Di balik nama besarnya sebagai frontman SID, band dengan fans mencapai 1,8 juta orang plus image tentang anak band yang bagi banyak orang adalah bad boy, penampilan Jerinx di luar panggung biasa saja. Dia lebih mirip tukang ojek daripada frontman band sejuta umat. hehe..
Di luar urusan musik, Jerinx juga mengelola clothing sendiri dengan label Rumble. Toko ini berkantor pusat di Kuta. Kini dia membuka cabang di Ubud persinya samping pintu gerbang Museum Antonio Blanco di dekat jembatan Tukad Campuhan.
Jerinx pernah jadi vegetarian antara 1997-2007. “Tidak tega saja lihat binatang disembelih,” katanya. Tapi, kini Jerinx sudah makan daging lagi. “Tidak kuat juga kalau harus selalu menghindari daging, terutama saat konser,” katanya.
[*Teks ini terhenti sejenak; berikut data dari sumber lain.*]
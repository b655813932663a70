//! Provisioned throughput 部署的流式压测工具

pub mod common;
pub mod executor;
pub mod http_client;
pub mod load;
pub mod metrics;
pub mod model;
pub mod scheduler;
pub mod token;
pub mod tokenize;
pub mod workload;

#[cfg(test)]
mod test_support;
//! 已完成逻辑请求的记录

use std::time::Duration;

use serde::Serialize;
use tokio::time::Instant;

/// 请求结果
#[derive(Debug, Clone, Copy, PartialEq, Eq, Serialize)]
#[serde(rename_all = "lowercase")]
pub enum Outcome {
    Success,
    /// 容量 / 速率限制拒绝（HTTP 429）
    Throttled,
    /// 其他传输、协议或服务端错误
    Failed,
}

/// 逻辑请求结束时写入 MetricsStore 的不可变摘要
#[derive(Debug, Clone)]
pub struct Record {
    /// 完成时刻
    pub timestamp: Instant,
    pub outcome: Outcome,
    pub context_tokens: u64,
    pub generated_tokens: u64,
    /// 首 token 延迟（从第一次尝试开始计）
    pub ttft: Option<Duration>,
    /// 相邻生成 token 之间的间隔
    pub token_gaps: Vec<Duration>,
    /// 端到端延迟（第一次尝试开始到最后一次尝试结束）
    pub e2e: Duration,
    /// 端点上报的利用率（百分比）
    pub utilization: Option<f64>,
    /// 网络调用次数
    pub attempts: u32,
    /// 最后一次尝试的 HTTP 状态码
    pub status: Option<u16>,
}

impl Record {
    pub fn is_success(&self) -> bool {
        self.outcome == Outcome::Success
    }
}
//! 开环速率调度
//!
//! 按固定间隔发起逻辑请求，不等待之前的请求完成；端点容量不足时进行中的请求数上升，
//! 完成速率低于目标速率

pub mod context;
pub mod warmup;

use std::sync::Arc;
use std::time::Duration;

use tokio::sync::{watch, OwnedSemaphorePermit, Semaphore};
use tokio::task::JoinSet;
use tokio::time::{Instant, Interval};

use crate::executor::retry::RETRY_CEILING;
use crate::executor::RequestExecutor;
use crate::model::config::{LoadConfig, DEFAULT_CLIENTS_WITHOUT_RATE};
use crate::workload::MessageGenerator;
pub use context::RunContext;

/// 等待并发槽位超过该时长时提示速率跟不上
const LAG_WARNING_THRESHOLD: Duration = Duration::from_secs(1);
/// 发起间隔下限，`interval` 不接受 0
const MIN_TICK_PERIOD: Duration = Duration::from_micros(1);

/// 目标速率（每分钟）对应的发起间隔
fn tick_period(rpm: f64) -> Duration {
    Duration::try_from_secs_f64(60.0 / rpm)
        .unwrap_or(MIN_TICK_PERIOD)
        .max(MIN_TICK_PERIOD)
}

/// 调度参数
#[derive(Debug, Clone)]
pub struct SchedulerConfig {
    /// 目标速率（每分钟）
    pub rate: Option<f64>,
    pub duration: Option<Duration>,
    /// 逻辑请求总数上限
    pub requests: Option<u64>,
    /// 并发上限
    pub clients: Option<usize>,
    /// 停止发起后等待进行中请求的最长时间
    pub drain_timeout: Duration,
}

impl SchedulerConfig {
    pub fn from_config(config: &LoadConfig) -> Self {
        Self {
            rate: config.rate_per_minute(),
            duration: config.run_duration(),
            requests: config.requests,
            clients: config.effective_clients(),
            drain_timeout: RETRY_CEILING + Duration::from_secs(config.request_timeout),
        }
    }
}

pub struct RateScheduler {
    executor: Arc<RequestExecutor>,
    generator: Arc<dyn MessageGenerator>,
    context: Arc<RunContext>,
    config: SchedulerConfig,
}

async fn sleep_until_opt(deadline: Option<Instant>) {
    match deadline {
        Some(d) => tokio::time::sleep_until(d).await,
        None => std::future::pending().await,
    }
}

async fn next_tick(ticker: &mut Option<Interval>) {
    if let Some(interval) = ticker {
        interval.tick().await;
    }
}

impl RateScheduler {
    pub fn new(
        executor: Arc<RequestExecutor>,
        generator: Arc<dyn MessageGenerator>,
        context: Arc<RunContext>,
        mut config: SchedulerConfig,
    ) -> Self {
        if config.rate.is_none() && config.clients.is_none() {
            config.clients = Some(DEFAULT_CLIENTS_WITHOUT_RATE);
        }
        Self {
            executor,
            generator,
            context,
            config,
        }
    }

    pub fn context(&self) -> &Arc<RunContext> {
        &self.context
    }

    /// 运行调度循环，直到时长、请求数耗尽或收到停止信号，然后等待进行中的请求结束
    pub async fn run(&self, mut stop: watch::Receiver<bool>) {
        let started_at = Instant::now();
        let run_end = self.config.duration.map(|d| started_at + d);
        // 运行结束后不再开始新的退避等待
        let retry_deadline = run_end.map(|end| end + RETRY_CEILING);
        let semaphore = self.config.clients.map(|n| Arc::new(Semaphore::new(n)));
        let mut ticker = self.config.rate.map(|rpm| {
            let mut interval = tokio::time::interval(tick_period(rpm));
            interval.set_missed_tick_behavior(tokio::time::MissedTickBehavior::Burst);
            interval
        });

        tracing::info!(
            "开始调度: rate={:?} rpm, duration={:?}, requests={:?}, clients={:?}",
            self.config.rate,
            self.config.duration,
            self.config.requests,
            self.config.clients
        );

        let mut tasks = JoinSet::new();
        let mut issued: u64 = 0;

        loop {
            if *stop.borrow() {
                break;
            }
            if self.config.requests.is_some_and(|max| issued >= max) {
                tracing::info!("已发起 {} 个请求，达到上限", issued);
                break;
            }

            tokio::select! {
                biased;
                _ = stop.changed() => break,
                _ = sleep_until_opt(run_end) => break,
                _ = next_tick(&mut ticker) => {}
            }

            let permit = match &semaphore {
                Some(semaphore) => {
                    let wait_start = Instant::now();
                    let permit: Option<OwnedSemaphorePermit> = tokio::select! {
                        biased;
                        _ = stop.changed() => None,
                        _ = sleep_until_opt(run_end) => None,
                        permit = semaphore.clone().acquire_owned() => permit.ok(),
                    };
                    let Some(permit) = permit else {
                        break;
                    };
                    let waited = wait_start.elapsed();
                    if self.config.rate.is_some() && waited > LAG_WARNING_THRESHOLD {
                        tracing::warn!(
                            "等待并发槽位 {:.1} 秒，实际速率落后于目标速率，考虑增大 clients",
                            waited.as_secs_f64()
                        );
                    }
                    Some(permit)
                }
                None => None,
            };

            let spec = self.generator.generate();
            let executor = self.executor.clone();
            let context = self.context.clone();
            context.begin_request();
            issued += 1;
            tasks.spawn(async move {
                let record = executor.execute(spec, retry_deadline).await;
                context.complete(record);
                drop(permit);
            });

            while let Some(result) = tasks.try_join_next() {
                if let Err(e) = result {
                    tracing::error!("请求任务异常退出: {}", e);
                }
            }
        }

        self.drain(tasks).await;
    }

    async fn drain(&self, mut tasks: JoinSet<()>) {
        if tasks.is_empty() {
            return;
        }
        tracing::info!("停止发起新请求，等待 {} 个进行中的请求完成", tasks.len());

        let deadline = Instant::now() + self.config.drain_timeout;
        loop {
            match tokio::time::timeout_at(deadline, tasks.join_next()).await {
                Ok(Some(Ok(()))) => {}
                Ok(Some(Err(e))) => tracing::error!("请求任务异常退出: {}", e),
                Ok(None) => break,
                Err(_) => {
                    tracing::warn!(
                        "等待 {:?} 后仍有 {} 个请求未完成，放弃等待",
                        self.config.drain_timeout,
                        tasks.len()
                    );
                    tasks.abort_all();
                    break;
                }
            }
        }
    }
}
Toh, Jerinx masih menghindari makan daging dari hewan berkaki empat, seperti kambing, babi, dan sapi. Pantangan semacam ini biasanya dilakukan oleh pemimpin agama Hindu di Bali, seperti pemangku dan pedanda. Tapi, Jerinx mengaku mengikuti pantangan ini bukan karena alasan religiusitas. Lebih karena alasan itu tadi, kasihan.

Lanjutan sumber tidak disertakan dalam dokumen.